_ABOUT THIS EXERCISE_. Which lines below include "handle"? Copy them all.

(Stored data)

□ □ □ □ □ □ □

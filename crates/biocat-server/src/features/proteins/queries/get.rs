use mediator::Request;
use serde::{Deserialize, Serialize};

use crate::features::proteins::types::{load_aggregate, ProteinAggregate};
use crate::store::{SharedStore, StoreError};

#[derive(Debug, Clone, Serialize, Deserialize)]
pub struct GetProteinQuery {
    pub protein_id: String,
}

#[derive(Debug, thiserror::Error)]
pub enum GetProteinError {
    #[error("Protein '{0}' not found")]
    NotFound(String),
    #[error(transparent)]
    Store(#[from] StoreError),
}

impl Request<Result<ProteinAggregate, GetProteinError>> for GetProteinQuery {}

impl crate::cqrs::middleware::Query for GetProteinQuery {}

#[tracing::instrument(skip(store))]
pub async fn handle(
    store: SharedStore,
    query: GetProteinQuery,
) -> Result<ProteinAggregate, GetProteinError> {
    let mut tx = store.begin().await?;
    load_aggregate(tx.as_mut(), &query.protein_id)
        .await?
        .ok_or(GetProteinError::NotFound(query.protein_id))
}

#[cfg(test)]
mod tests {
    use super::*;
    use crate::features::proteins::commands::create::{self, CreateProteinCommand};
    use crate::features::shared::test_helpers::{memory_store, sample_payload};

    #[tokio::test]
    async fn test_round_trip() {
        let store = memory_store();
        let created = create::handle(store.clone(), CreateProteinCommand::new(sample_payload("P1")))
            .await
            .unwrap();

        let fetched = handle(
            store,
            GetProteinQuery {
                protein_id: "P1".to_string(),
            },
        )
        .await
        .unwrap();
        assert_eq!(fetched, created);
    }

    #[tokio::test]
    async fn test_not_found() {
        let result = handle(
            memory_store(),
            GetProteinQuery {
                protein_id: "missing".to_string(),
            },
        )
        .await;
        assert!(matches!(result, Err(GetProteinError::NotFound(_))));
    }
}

□ □ □ □ □ □ □

_REPLY TO THE TASK_.
pub async fn handle(
        let created = create::handle(store.clone(), CreateProteinCommand::new(sample_payload("P1")))
        let fetched = handle(
        let result = handle(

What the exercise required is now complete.